S'il ne devait en rester qu'un seul disque de funk façon 60's-70's, cette compilation pourrait bien faire l'affaire. Après l'excellentissime Florida Funk, le label Jazzman continue son voyage au coeur des Etats-Unis pour nous amener en Caroline vers la fin des années 60, dans ce double-état dépourvu de grandes villes qui a donné naissance à une multitude de groupes locaux obscurs à l'écho bien limité.
Cette compilation couvre un terrain très vaste: jam bands inconnus, funks abrasifs, instrumentaux fluides, imprécateurs funk illuminés - avec comme constante la qualité exceptionnelle des choix, malgré l'anonymat quasi-total des groupes. Les parties vocales sont à l'occasion un condensé de funk attitude explosive - pas sur que le chanteur de Dynamite Singletary carbure à l'eau claire, sorte de James Brown puissance dix.

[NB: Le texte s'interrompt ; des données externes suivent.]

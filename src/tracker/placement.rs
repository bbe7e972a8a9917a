use crate::config::SmoothingConfig;
use crate::placement::{Placement, SmoothedPlacement};

use super::one_euro::AdaptiveFilter;

/// Lifecycle of a tracked accessory.
#[derive(Debug, Clone, Copy, PartialEq, Eq)]
pub enum TrackState {
    /// 未検出、またはフェード完了
    Empty,
    /// 検出中
    Tracking,
    /// 見失い、不透明度を減衰中
    Fading,
}

/// Smooths per-frame placements of one accessory and fades it out when
/// detection drops.
///
/// Owned by whoever runs that accessory's loop; trackers never share state.
pub struct PlacementTracker {
    x: AdaptiveFilter,
    y: AdaptiveFilter,
    width: AdaptiveFilter,
    height: AdaptiveFilter,
    angle: AdaptiveFilter,
    fade_duration_ms: f64,
    last_seen_ms: Option<f64>,
    last_smoothed: Option<Placement>,
    opacity: f32,
    state: TrackState,
}

impl PlacementTracker {
    pub fn from_config(config: &SmoothingConfig) -> Self {
        Self {
            x: AdaptiveFilter::new(config.position),
            y: AdaptiveFilter::new(config.position),
            width: AdaptiveFilter::new(config.size),
            height: AdaptiveFilter::new(config.size),
            angle: AdaptiveFilter::angular(config.angle),
            fade_duration_ms: config.fade_duration_ms,
            last_seen_ms: None,
            last_smoothed: None,
            opacity: 0.0,
            state: TrackState::Empty,
        }
    }

    pub fn update(&mut self, candidate: Option<Placement>, timestamp_ms: f64) -> Option<SmoothedPlacement> {
        if let Some(raw) = candidate {
            // 長時間のブランク後に再検出された場合は古い平滑化状態を捨てる
            if self.is_expired(timestamp_ms) {
                self.reset();
            }
            let smoothed = Placement {
                x: self.x.filter(raw.x, timestamp_ms),
                y: self.y.filter(raw.y, timestamp_ms),
                width: self.width.filter(raw.width, timestamp_ms),
                height: self.height.filter(raw.height, timestamp_ms),
                angle: self.angle.filter(raw.angle, timestamp_ms),
            };
            if self.state != TrackState::Tracking {
                log::debug!("tracker: {:?} -> Tracking", self.state);
            }
            self.last_seen_ms = Some(timestamp_ms);
            self.last_smoothed = Some(smoothed);
            self.opacity = 1.0;
            self.state = TrackState::Tracking;
            return Some(SmoothedPlacement::new(smoothed, 1.0));
        }

        let (last, last_seen) = match (self.last_smoothed, self.last_seen_ms) {
            (Some(last), Some(last_seen)) => (last, last_seen),
            _ => return None,
        };

        let elapsed = timestamp_ms - last_seen;
        if elapsed >= self.fade_duration_ms {
            log::debug!("tracker: lost for {:.0} ms -> Empty", elapsed);
            self.reset();
            return None;
        }

        self.opacity = (1.0 - elapsed / self.fade_duration_ms).clamp(0.0, 1.0) as f32;
        self.state = TrackState::Fading;
        Some(SmoothedPlacement::new(last, self.opacity))
    }

    fn is_expired(&self, timestamp_ms: f64) -> bool {
        self.last_seen_ms
            .is_some_and(|last_seen| timestamp_ms - last_seen >= self.fade_duration_ms)
    }

    /// Clears all filters and drops the held placement.
    pub fn reset(&mut self) {
        for filter in [
            &mut self.x,
            &mut self.y,
            &mut self.width,
            &mut self.height,
            &mut self.angle,
        ] {
            filter.reset();
        }
        self.last_seen_ms = None;
        self.last_smoothed = None;
        self.opacity = 0.0;
        self.state = TrackState::Empty;
    }

    /// Last smoothed placement with its current opacity, without advancing
    /// the fade.
    pub fn snapshot(&self) -> Option<SmoothedPlacement> {
        match self.last_smoothed {
            Some(last) if self.opacity > 0.0 => Some(SmoothedPlacement::new(last, self.opacity)),
            _ => None,
        }
    }

    pub fn state(&self) -> TrackState {
        self.state
    }

    pub fn opacity(&self) -> f32 {
        self.opacity
    }

    pub fn fade_duration_ms(&self) -> f64 {
        self.fade_duration_ms
    }
}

Pareil pour Frankie et ses Damons, une voix d'une puissance assez phénoménale. Autre morceau inestimable, "So very hard to make it" de Paul Burton, la ballade soul ultime, qui prend aux tripes dès le solo d'introduction. Au rayon folie pure, nommons le groove satanique de Anthony Burns ("Doing what you need to do"), et "Theme of Blackbyrds" des Black Exotics, groupe au batteur fou et à la section cuivres déchaînée, capable de déclencher un épisode psychotique chez les plus fragiles d'entre nous. D'autres morceaux instrumentaux ralentissent le tempo, à témoin "Let's go (Tt's Summertime)" de James Reese & The Progressions, morceau connu certes, mais d'une délicatesse suprême.
L'énumération pourrait continuer longtemps, mais en résumé Carolina Funk est un concentré de tout ce que le funk a de meilleur : des imprécateurs funk illuminés, des sections rythmiques qui assurent, des guitares revêches et des sections cuivres en roue libre. Le moins que l'on puisse dire, c'est que le propos est léger et entraînant comme jamais, la gratification instantanée. On en oublierait presque le magnifique booklet racontant l'histoire de tous ces artistes tombés dans l'oubli. Carolina Funk est tout simplement de l'or en barre pour tous les amateurs de funk.